[Stored data entries]
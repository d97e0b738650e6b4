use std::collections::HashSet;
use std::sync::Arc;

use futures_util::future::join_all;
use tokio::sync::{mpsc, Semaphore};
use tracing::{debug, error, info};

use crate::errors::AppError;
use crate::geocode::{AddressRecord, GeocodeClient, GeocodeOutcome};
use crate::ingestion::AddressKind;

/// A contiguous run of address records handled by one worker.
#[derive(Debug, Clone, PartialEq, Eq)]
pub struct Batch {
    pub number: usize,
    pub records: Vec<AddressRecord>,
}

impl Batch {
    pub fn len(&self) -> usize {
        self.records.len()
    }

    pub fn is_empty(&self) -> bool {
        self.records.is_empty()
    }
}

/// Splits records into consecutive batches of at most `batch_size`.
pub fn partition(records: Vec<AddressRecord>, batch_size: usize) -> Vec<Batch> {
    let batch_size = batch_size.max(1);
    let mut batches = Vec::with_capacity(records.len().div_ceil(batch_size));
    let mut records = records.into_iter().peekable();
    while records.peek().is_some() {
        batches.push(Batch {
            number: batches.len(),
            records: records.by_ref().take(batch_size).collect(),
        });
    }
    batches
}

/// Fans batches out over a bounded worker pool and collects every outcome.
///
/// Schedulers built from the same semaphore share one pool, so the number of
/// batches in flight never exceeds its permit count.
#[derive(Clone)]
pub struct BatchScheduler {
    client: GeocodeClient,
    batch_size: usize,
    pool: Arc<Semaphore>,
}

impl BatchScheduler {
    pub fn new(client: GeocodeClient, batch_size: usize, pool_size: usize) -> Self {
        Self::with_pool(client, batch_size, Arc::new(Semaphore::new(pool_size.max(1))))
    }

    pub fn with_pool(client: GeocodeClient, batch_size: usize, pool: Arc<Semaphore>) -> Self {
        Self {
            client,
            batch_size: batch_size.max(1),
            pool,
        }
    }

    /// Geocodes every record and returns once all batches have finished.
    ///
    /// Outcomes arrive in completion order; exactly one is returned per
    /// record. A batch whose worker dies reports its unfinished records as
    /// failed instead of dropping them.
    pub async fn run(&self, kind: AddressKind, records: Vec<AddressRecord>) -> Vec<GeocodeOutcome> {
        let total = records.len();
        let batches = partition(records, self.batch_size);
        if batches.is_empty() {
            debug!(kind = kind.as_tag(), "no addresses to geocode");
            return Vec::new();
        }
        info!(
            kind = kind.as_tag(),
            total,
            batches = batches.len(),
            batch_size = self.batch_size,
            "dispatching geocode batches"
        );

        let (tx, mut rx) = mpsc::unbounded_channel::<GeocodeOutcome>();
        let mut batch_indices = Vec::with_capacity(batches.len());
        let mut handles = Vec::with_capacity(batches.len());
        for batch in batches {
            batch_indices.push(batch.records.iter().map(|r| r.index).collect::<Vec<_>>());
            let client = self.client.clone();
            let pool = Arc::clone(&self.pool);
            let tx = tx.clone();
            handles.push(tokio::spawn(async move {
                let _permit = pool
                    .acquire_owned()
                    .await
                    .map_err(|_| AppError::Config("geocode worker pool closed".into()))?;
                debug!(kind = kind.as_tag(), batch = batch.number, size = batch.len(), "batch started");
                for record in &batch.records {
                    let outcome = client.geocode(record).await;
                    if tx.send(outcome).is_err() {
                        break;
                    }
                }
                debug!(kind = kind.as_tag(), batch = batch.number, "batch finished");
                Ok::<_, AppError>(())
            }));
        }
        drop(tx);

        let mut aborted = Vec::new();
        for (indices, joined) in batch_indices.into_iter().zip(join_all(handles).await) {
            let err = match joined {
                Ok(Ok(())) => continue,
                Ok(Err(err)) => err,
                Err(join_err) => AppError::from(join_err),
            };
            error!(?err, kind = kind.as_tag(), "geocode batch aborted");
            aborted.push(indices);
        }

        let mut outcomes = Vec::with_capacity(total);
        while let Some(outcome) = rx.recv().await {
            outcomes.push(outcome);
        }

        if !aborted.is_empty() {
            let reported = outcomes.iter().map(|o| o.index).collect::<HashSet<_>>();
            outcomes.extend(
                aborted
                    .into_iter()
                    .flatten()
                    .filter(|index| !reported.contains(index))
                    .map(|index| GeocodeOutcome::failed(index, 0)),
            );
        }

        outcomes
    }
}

• [WHAT THIS TASK INVOLVES]: This exercise requires all the entries to be written out again exactly.

• [COMPLETED EXERCISE]:
repository d97e0b738650e6b4
use std::collections::HashSet;
use std::sync::Arc;

use futures_util::future::join_all;
use tokio::sync::{mpsc, Semaphore};
use tracing::{debug, error, info};

use crate::errors::AppError;
use crate::geocode::{AddressRecord, GeocodeClient, GeocodeOutcome};
use crate::ingestion::AddressKind;

/// A contiguous run of address records handled by one worker.
#[derive(Debug, Clone, PartialEq, Eq)]
pub struct Batch {
    pub number: usize,
    pub records: Vec<AddressRecord>,
}

impl Batch {
    pub fn len(&self) -> usize {
        self.records.len()
    }

    pub fn is_empty(&self) -> bool {
        self.records.is_empty()
    }
}

/// Splits records into consecutive batches of at most `batch_size`.
pub fn partition(records: Vec<AddressRecord>, batch_size: usize) -> Vec<Batch> {
    let batch_size = batch_size.max(1);
    let mut batches = Vec::with_capacity(records.len().div_ceil(batch_size));
    let mut records = records.into_iter().peekable();
    while records.peek().is_some() {
        batches.push(Batch {
            number: batches.len(),
            records: records.by_ref().take(batch_size).collect(),
        });
    }
    batches
}

/// Fans batches out over a bounded worker pool and collects every outcome.
///
/// Schedulers built from the same semaphore share one pool, so the number of
/// batches in flight never exceeds its permit count.
#[derive(Clone)]
pub struct BatchScheduler {
    client: GeocodeClient,
    batch_size: usize,
    pool: Arc<Semaphore>,
}

impl BatchScheduler {
    pub fn new(client: GeocodeClient, batch_size: usize, pool_size: usize) -> Self {
        Self::with_pool(client, batch_size, Arc::new(Semaphore::new(pool_size.max(1))))
    }

    pub fn with_pool(client: GeocodeClient, batch_size: usize, pool: Arc<Semaphore>) -> Self {
        Self {
            client,
            batch_size: batch_size.max(1),
            pool,
        }
    }

    /// Geocodes every record and returns once all batches have finished.
    ///
    /// Outcomes arrive in completion order; exactly one is returned per
    /// record. A batch whose worker dies reports its unfinished records as
    /// failed instead of dropping them.
    pub async fn run(&self, kind: AddressKind, records: Vec<AddressRecord>) -> Vec<GeocodeOutcome> {
        let total = records.len();
        let batches = partition(records, self.batch_size);
        if batches.is_empty() {
            debug!(kind = kind.as_tag(), "no addresses to geocode");
            return Vec::new();
        }
        info!(
            kind = kind.as_tag(),
            total,
            batches = batches.len(),
            batch_size = self.batch_size,
            "dispatching geocode batches"
        );

        let (tx, mut rx) = mpsc::unbounded_channel::<GeocodeOutcome>();
        let mut batch_indices = Vec::with_capacity(batches.len());
        let mut handles = Vec::with_capacity(batches.len());
        for batch in batches {
            batch_indices.push(batch.records.iter().map(|r| r.index).collect::<Vec<_>>());
            let client = self.client.clone();
            let pool = Arc::clone(&self.pool);
            let tx = tx.clone();
            handles.push(tokio::spawn(async move {
                let _permit = pool
                    .acquire_owned()
                    .await
                    .map_err(|_| AppError::Config("geocode worker pool closed".into()))?;
                debug!(kind = kind.as_tag(), batch = batch.number, size = batch.len(), "batch started");
                for record in &batch.records {
                    let outcome = client.geocode(record).await;
                    if tx.send(outcome).is_err() {
                        break;
                    }
                }
                debug!(kind = kind.as_tag(), batch = batch.number, "batch finished");
                Ok::<_, AppError>(())
            }));
        }
        drop(tx);

        let mut aborted = Vec::new();
        for (indices, joined) in batch_indices.into_iter().zip(join_all(handles).await) {
            let err = match joined {
                Ok(Ok(())) => continue,
                Ok(Err(err)) => err,
                Err(join_err) => AppError::from(join_err),
            };
            error!(?err, kind = kind.as_tag(), "geocode batch aborted");
            aborted.push(indices);
        }

        let mut outcomes = Vec::with_capacity(total);
        while let Some(outcome) = rx.recv().await {
            outcomes.push(outcome);
        }

        if !aborted.is_empty() {
            let reported = outcomes.iter().map(|o| o.index).collect::<HashSet<_>>();
            outcomes.extend(
                aborted
                    .into_iter()
                    .flatten()
                    .filter(|index| !reported.contains(index))
                    .map(|index| GeocodeOutcome::failed(index, 0)),
            );
        }

        outcomes
    }
}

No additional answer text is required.